Читаем Другая наука. Русские формалисты в поисках биографии полностью

Непонимание, которым была встречена новаторская концепция Эйхенбаума, во многом объяснялась тем, что терминологическая омонимия не сработала как проблема. Даже Тынянов однозначно истолковывал быт как внесистемное, рудиментарное явление, имея в виду узуальное значение слова и употребляя его так же, как создатели «Ассоциации по изучению современного революционного быта», Маяковский в поэме «Про это» и Бабель в «Конармии». Быт сводится к вещественной интимности, царящей в пространстве дома, его уютном бессознательном[152]. В критической статье «О поколении, растратившем своих поэтов» (1930) Роман Якобсон первым указал на то, что советский поэт разбивается о быт, подобно любовной лодке из его предсмертного стихотворения. Быт – изгой официального дискурса, самим фактом своего наличия требующий преодоления, но не имеющий альтернативы. «Новый» быт быстро обнаруживает свою утопичность и превращается в травму осознанного лицемерия, коммунистического по форме и буржуазного по содержанию. По замечанию позднейшего исследователя, «вследствие парадоксальной инверсии понятий, механизм которой впервые начали выяснять именно русские формалисты, быт из профанной сферы попал в негативно сакральную – стал восприниматься как субстанция Иного по отношению к заложенным в стране основам нового строя» [Зенкин, 2004, с. 808]. Упомянутая «инверсия понятий», связанная с дефицитом квалификации культурных агентов и усиливающейся тенденции вытеснять знание чисто идеологическими манипуляциями – это и есть причина, по которой Эйхенбаум спешит с ревизией своего теоретического инструментария. Спешит для себя и готовится к худшему – к 1928 г. он уже уволился из ЛГУ где его планомерно понижали в должности с 1925 г.
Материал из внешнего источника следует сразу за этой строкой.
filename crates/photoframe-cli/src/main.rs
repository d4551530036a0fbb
#![forbid(unsafe_code)]
#![deny(
    warnings,
    dead_code,
    unused,
    unused_imports,
    unused_must_use,
    unreachable_pub,
    clippy::all,
    clippy::pedantic,
    clippy::nursery,
    rustdoc::broken_intra_doc_links,
    rustdoc::bare_urls,
    missing_docs
)]

//! Binary entrypoint for the photoframe command-line client.

#[tokio::main]
async fn main() {
    let exit_code = photoframe_cli::run().await;
    if exit_code != 0 {
        std::process::exit(exit_code);
    }
}
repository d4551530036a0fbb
//! Backend request operations and the reqwest-backed client.

use async_trait::async_trait;
use reqwest::header::{HeaderMap, HeaderValue};
use reqwest::{Client, Response, Url};
use serde::Serialize;
use serde::de::DeserializeOwned;
use serde_json::Value;

use crate::config::ClientConfig;
use crate::error::{ApiError, ApiResult};
use crate::models::{Settings, UpdateSettingsRequest};

/// Header carrying the caller-supplied correlation identifier.
pub const HEADER_REQUEST_ID: &str = "x-request-id";

const SETTINGS_PATH: &str = "settings";
const STATUS_PATH: &str = "status";
const GOOGLE_ALBUMS_PATH: &str = "google/albums";

/// Operations exposed by the photoframe backend.
///
/// Response bodies are returned as parsed, without further validation.
#[async_trait]
pub trait PhotoframeApi: Send + Sync {
    /// `GET /settings`.
    async fn get_settings(&self) -> ApiResult<Settings>;

    /// `POST /settings` with body `{ "settings": ... }`.
    async fn update_settings(&self, settings: &Settings) -> ApiResult<Value>;

    /// `GET /status`.
    async fn get_status(&self) -> ApiResult<Value>;

    /// `GET /google/albums`.
    async fn get_google_albums(&self) -> ApiResult<Value>;
}

/// HTTP client bound to a resolved backend base URL.
#[derive(Clone, Debug)]
pub struct ApiClient {
    client: Client,
    base_url: Url,
}

impl ApiClient {
    /// Build a client with transport defaults.
    ///
    /// # Errors
    ///
    /// Returns [`ApiError::ClientBuild`] if the TLS backend cannot initialise.
    pub fn new(config: &ClientConfig) -> ApiResult<Self> {
        Self::with_default_headers(config, HeaderMap::new())
    }

    /// Build a client that tags every request with `x-request-id`.
    ///
    /// # Errors
    ///
    /// Returns [`ApiError::InvalidHeader`] when `request_id` is not a valid
    /// header value, or [`ApiError::ClientBuild`] if the client cannot be built.
    pub fn with_request_id(config: &ClientConfig, request_id: &str) -> ApiResult<Self> {
        let mut headers = HeaderMap::new();
        let value = HeaderValue::from_str(request_id).map_err(|_| ApiError::InvalidHeader {
            name: HEADER_REQUEST_ID,
        })?;
        headers.insert(HEADER_REQUEST_ID, value);
        Self::with_default_headers(config, headers)
    }

    fn with_default_headers(config: &ClientConfig, headers: HeaderMap) -> ApiResult<Self> {
        let client = Client::builder()
            .default_headers(headers)
            .build()
            .map_err(|source| ApiError::ClientBuild { source })?;
        Ok(Self {
            client,
            base_url: config.base_url().clone(),
        })
    }

    /// Base URL endpoints are resolved against.
    #[must_use]
    pub const fn base_url(&self) -> &Url {
        &self.base_url
    }

    fn endpoint(&self, path: &str) -> ApiResult<Url> {
        self.base_url
            .join(path)
            .map_err(|source| ApiError::InvalidBaseUrl {
                value: format!("{}{path}", self.base_url),
                source,
            })
    }

    async fn get_json<T: DeserializeOwned>(
        &self,
        operation: &'static str,
        path: &str,
    ) -> ApiResult<T> {
        let url = self.endpoint(path)?;
        tracing::debug!(operation, method = "GET", url = %url, "dispatching request");
        let response = self
            .client
            .get(url.clone())
            .send()
            .await
            .map_err(|source| transport_error(operation, &url, source))?;
        read_json(operation, &url, response).await
    }

    async fn post_json<B, T>(&self, operation: &'static str, path: &str, body: &B) -> ApiResult<T>
    where
        B: Serialize + Sync + ?Sized,
        T: DeserializeOwned,
    {
        let url = self.endpoint(path)?;
        tracing::debug!(operation, method = "POST", url = %url, "dispatching request");
        let response = self
            .client
            .post(url.clone())
            .json(body)
            .send()
            .await
            .map_err(|source| transport_error(operation, &url, source))?;
        read_json(operation, &url, response).await
    }
}

#[async_trait]
impl PhotoframeApi for ApiClient {
    async fn get_settings(&self) -> ApiResult<Settings> {
        self.get_json("get_settings", SETTINGS_PATH).await
    }

    async fn update_settings(&self, settings: &Settings) -> ApiResult<Value> {
        self.post_json(
            "update_settings",
            SETTINGS_PATH,
            &UpdateSettingsRequest { settings },
        )
        .await
    }

    async fn get_status(&self) -> ApiResult<Value> {
        self.get_json("get_status", STATUS_PATH).await
    }

    async fn get_google_albums(&self) -> ApiResult<Value> {
        self.get_json("get_google_albums", GOOGLE_ALBUMS_PATH).await
    }
}

fn transport_error(operation: &'static str, url: &Url, source: reqwest::Error) -> ApiError {
    tracing::debug!(operation, url = %url, error = %source, "request failed before a response");
    ApiError::Transport {
        operation,
        url: url.to_string(),
        source,
    }
}

/// Decode a successful response as JSON. An empty body decodes as `null`.
async fn read_json<T: DeserializeOwned>(
    operation: &'static str,
    url: &Url,
    response: Response,
) -> ApiResult<T> {
    let status = response.status();
    if !status.is_success() {
        tracing::debug!(operation, url = %url, status = status.as_u16(), "non-success status");
        return Err(ApiError::Status {
            operation,
            url: url.to_string(),
            status: status.as_u16(),
        });
    }

    let bytes = response
        .bytes()
        .await
        .map_err(|source| transport_error(operation, url, source))?;
    let payload: &[u8] = if bytes.is_empty() { b"null" } else { &bytes[..] };
    serde_json::from_slice(payload).map_err(|source| ApiError::Decode {
        operation,
        url: url.to_string(),
        source,
    })
}

#[cfg(test)]
mod tests {
    use super::*;
    use anyhow::{Result, anyhow};
    use httpmock::MockServer;
    use httpmock::prelude::*;
    use serde_json::json;

    fn client_for(server: &MockServer) -> Result<ApiClient> {
        let config = ClientConfig::resolve(&server.url("/api"), crate::DEFAULT_API_ORIGIN)?;
        Ok(ApiClient::new(&config)?)
    }

    #[test]
    fn endpoints_stay_under_base_path() -> Result<()> {
        let config = ClientConfig::resolve("http://frame.local/api", crate::DEFAULT_API_ORIGIN)?;
        let client = ApiClient::new(&config)?;
        assert_eq!(
            client.endpoint(GOOGLE_ALBUMS_PATH)?.as_str(),
            "http://frame.local/api/google/albums"
        );
        assert_eq!(
            client.endpoint(SETTINGS_PATH)?.as_str(),
            "http://frame.local/api/settings"
        );
        Ok(())
    }

    #[tokio::test]
    async fn get_settings_returns_mapping() -> Result<()> {
        let server = MockServer::start_async().await;
        let mock = server.mock(|when, then| {
            when.method(GET).path("/api/settings");
            then.status(200)
                .header("content-type", "application/json")
                .json_body(json!({ "orientation": "landscape", "collage": "true" }));
        });

        let settings = client_for(&server)?.get_settings().await?;
        mock.assert();
        assert_eq!(settings.len(), 2);
        assert_eq!(
            settings.get("orientation").map(String::as_str),
            Some("landscape")
        );
        Ok(())
    }

    #[tokio::test]
    async fn update_settings_posts_wrapped_body() -> Result<()> {
        let server = MockServer::start_async().await;
        let mock = server.mock(|when, then| {
            when.method(POST)
                .path("/api/settings")
                .json_body(json!({ "settings": { "a": "1" } }));
            then.status(200)
                .header("content-type", "application/json")
                .json_body(json!({ "status": "updated" }));
        });

        let settings = Settings::from([("a".to_string(), "1".to_string())]);
        let ack = client_for(&server)?.update_settings(&settings).await?;
        mock.assert();
        assert_eq!(ack, json!({ "status": "updated" }));
        Ok(())
    }

    #[tokio::test]
    async fn update_settings_accepts_empty_ack() -> Result<()> {
        let server = MockServer::start_async().await;
        let mock = server.mock(|when, then| {
            when.method(POST).path("/api/settings");
            then.status(204);
        });

        let ack = client_for(&server)?
            .update_settings(&Settings::new())
            .await?;
        mock.assert();
        assert_eq!(ack, Value::Null);
        Ok(())
    }

    #[tokio::test]
    async fn get_status_passes_body_through() -> Result<()> {
        let server = MockServer::start_async().await;
        let mock = server.mock(|when, then| {
            when.method(GET).path("/api/status");
            then.status(200)
                .header("content-type", "application/json")
                .json_body(json!({ "ok": true }));
        });

        let status = client_for(&server)?.get_status().await?;
        mock.assert();
        assert_eq!(status, json!({ "ok": true }));
        Ok(())
    }

    #[tokio::test]
    async fn google_albums_returns_opaque_list() -> Result<()> {
        let server = MockServer::start_async().await;
        let albums = json!([{ "id": "a1", "title": "Summer" }, { "id": "a2" }]);
        let body = albums.clone();
        let mock = server.mock(move |when, then| {
            when.method(GET).path("/api/google/albums");
            then.status(200)
                .header("content-type", "application/json")
                .json_body(body);
        });

        let fetched = client_for(&server)?.get_google_albums().await?;
        mock.assert();
        assert_eq!(fetched, albums);
        Ok(())
    }

    #[tokio::test]
    async fn non_success_status_maps_to_status_error() -> Result<()> {
        let server = MockServer::start_async().await;
        let mock = server.mock(|when, then| {
            when.method(GET).path("/api/google/albums");
            then.status(410)
                .header("content-type", "application/json")
                .json_body(json!({ "error": "no longer supported" }));
        });

        let result = client_for(&server)?.get_google_albums().await;
        mock.assert();
        let Err(error) = result else {
            return Err(anyhow!("expected status error"));
        };
        assert_eq!(error.status(), Some(410));
        assert_eq!(error.message(), "request failed with status code 410");
        Ok(())
    }

    #[tokio::test]
    async fn malformed_settings_body_is_a_decode_error() -> Result<()> {
        let server = MockServer::start_async().await;
        server.mock(|when, then| {
            when.method(GET).path("/api/settings");
            then.status(200)
                .header("content-type", "application/json")
                .json_body(json!({ "brightness": 7 }));
        });

        let result = client_for(&server)?.get_settings().await;
        assert!(matches!(
            result,
            Err(ApiError::Decode {
                operation: "get_settings",
                ..
            })
        ));
        Ok(())
    }

    #[tokio::test]
    async fn unreachable_backend_is_a_transport_error() -> Result<()> {
        let config = ClientConfig::resolve("http://127.0.0.1:9/api", crate::DEFAULT_API_ORIGIN)?;
        let result = ApiClient::new(&config)?.get_status().await;
        let Err(error) = result else {
            return Err(anyhow!("expected transport error"));
        };
        assert!(matches!(error, ApiError::Transport { .. }));
        assert!(error.message().starts_with("request to http://127.0.0.1:9/api/status failed"));
        Ok(())
    }

    #[tokio::test]
    async fn request_id_header_is_attached() -> Result<()> {
        let server = MockServer::start_async().await;
        let mock = server.mock(|when, then| {
            when.method(GET)
                .path("/api/status")
                .header(HEADER_REQUEST_ID, "trace-123");
            then.status(200)
                .header("content-type", "application/json")
                .json_body(json!({ "status": "ok" }));
        });

        let config = ClientConfig::resolve(&server.url("/api"), crate::DEFAULT_API_ORIGIN)?;
        ApiClient::with_request_id(&config, "trace-123")?
            .get_status()
            .await?;
        mock.assert();
        Ok(())
    }

    #[test]
    fn request_id_rejects_control_characters() -> Result<()> {
        let config = ClientConfig::resolve("/api", crate::DEFAULT_API_ORIGIN)?;
        let result = ApiClient::with_request_id(&config, "bad\nid");
        assert!(matches!(
            result,
            Err(ApiError::InvalidHeader {
                name: HEADER_REQUEST_ID
            })
        ));
        Ok(())
    }
}
#![forbid(unsafe_code)]
#![deny(
    warnings,
    dead_code,
    unused,
    unused_imports,
    unused_must_use,
    unreachable_pub,
    clippy::all,
    clippy::pedantic,
    clippy::nursery,
    rustdoc::broken_intra_doc_links,
    rustdoc::bare_urls,
    missing_docs
)]

//! In-memory settings store backed by the photoframe API wrapper.
//!
//! Layout: `state.rs` (observable state slice), `store.rs` (`SettingsStore`
//! and its fetch/save actions).

pub mod state;
pub mod store;

pub use state::SettingsState;
pub use store::SettingsStore;
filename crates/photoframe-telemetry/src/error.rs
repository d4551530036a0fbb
//! Error types for telemetry operations.

use std::error::Error;
use std::fmt::{self, Display, Formatter};

/// Result alias for telemetry operations.
pub type Result<T> = std::result::Result<T, TelemetryError>;

/// Errors raised by telemetry helpers.
#[derive(Debug)]
pub enum TelemetryError {
    /// Installing the tracing subscriber failed.
    SubscriberInstall {
        /// Underlying tracing subscriber error.
        source: tracing_subscriber::util::TryInitError,
    },
}

impl Display for TelemetryError {
    fn fmt(&self, formatter: &mut Formatter<'_>) -> fmt::Result {
        match self {
            Self::SubscriberInstall { .. } => {
                formatter.write_str("failed to install tracing subscriber")
            }
        }
    }
}

impl Error for TelemetryError {
    fn source(&self) -> Option<&(dyn Error + 'static)> {
        match self {
            Self::SubscriberInstall { source } => Some(source),
        }
    }
}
Книга о литературном быте, черновиком («брульоном») которой Эйхенбаум прямо назвал заметку «Литература и писатель», так и не была доведена до конца. Втягиваясь в работу над «литературно-бытовой» биографией Толстого, ученый сознавал, что риторические тревоги, которыми он начинал свою ревизию формального метода, все больше становятся фактом не литературного, но обыденного существования, и «формализм» превращается в ругательное слово независимо от того, развивается он в ногу со временем или нет. Идеи ненаписанной работы рассеялись по новой книге «Лев Толстой. Кн. 1. 50-е годы» (1928), которую легко можно было счесть консервативным историко-литературным демаршем. Между тем в предисловии к ней Эйхенбаум уточнял: «литературный быт» частично привел меня к изучению биографического материала, но под знаком не «жизни» вообще («жизнь и творчество»), а исторической судьбы, исторического поведения. Таким образом, биографический «уклон» явился как борьба с беспринципным и безразличным биографизмом, не разрешающим исторических проблем» [Эйхенбаум, 2009, с. 148].

Другая, отчасти игровая форма реализации идей, не востребованных эпохой, получила название «Мой временник». Эта книга, вышедшая в 1929 г., носила подзаголовок «Словесность. Наука. Критика. Смесь» и подавалась как «журнал одного автора», отсылка к любительской кружковой литературе начала XIX в., образцовый жест «архаиста-новатора» (в том же году под похожим названием вышел итоговый сборник статей Тынянова). Форма была двусмысленной: с одной стороны, провокационной, с другой – заведомо не рассчитанной на внешний резонанс. Помимо мемуаров, которыми Эйхенбаум ответил на ряд вопросов, с необходимостью выпадающих из горизонта научных публикаций, в книгу вошли статьи о литературном быте и тематически близкие им критические заметки. С последними произошла любопытная контекстуальная трансформация. Например, первоначально изданный в 1926 г. текст «Декорации эпохи», посвященный роману Ольги Форш «Современники», помещен здесь сразу вслед за программной статьей «Вместо резкой критики», где постулируется отсутствие литературной борьбы в современном культурном поле. Так от безымянности как приема истории литературы Эйхенбаум переходит к безымянности литературы как симптому социального неблагополучия. Пусть в заметке «Декорация эпохи» автор настаивает на «историческом романе “мемуарного” стиля – с деталями жизни, с вещами, с человеком, без стилистической напряженности, без декораций» [Эйхенбаум, 2001 (а), с. 132]. Читатель может не сомневаться, что это заявление не обращено ни к автору романа «Современники», с заглавием которого когда-то иронически поиграл рецензент, ни к потенциальному оппоненту. Теперь оно обращается внутрь литературы, маркируя ее переход на самообслуживание. С этого времени Эйхенбаум предпочитает давать на теоретические вызовы негативные ответы, т. е. заниматься микроанализом биографии Толстого и текстологией академических изданий.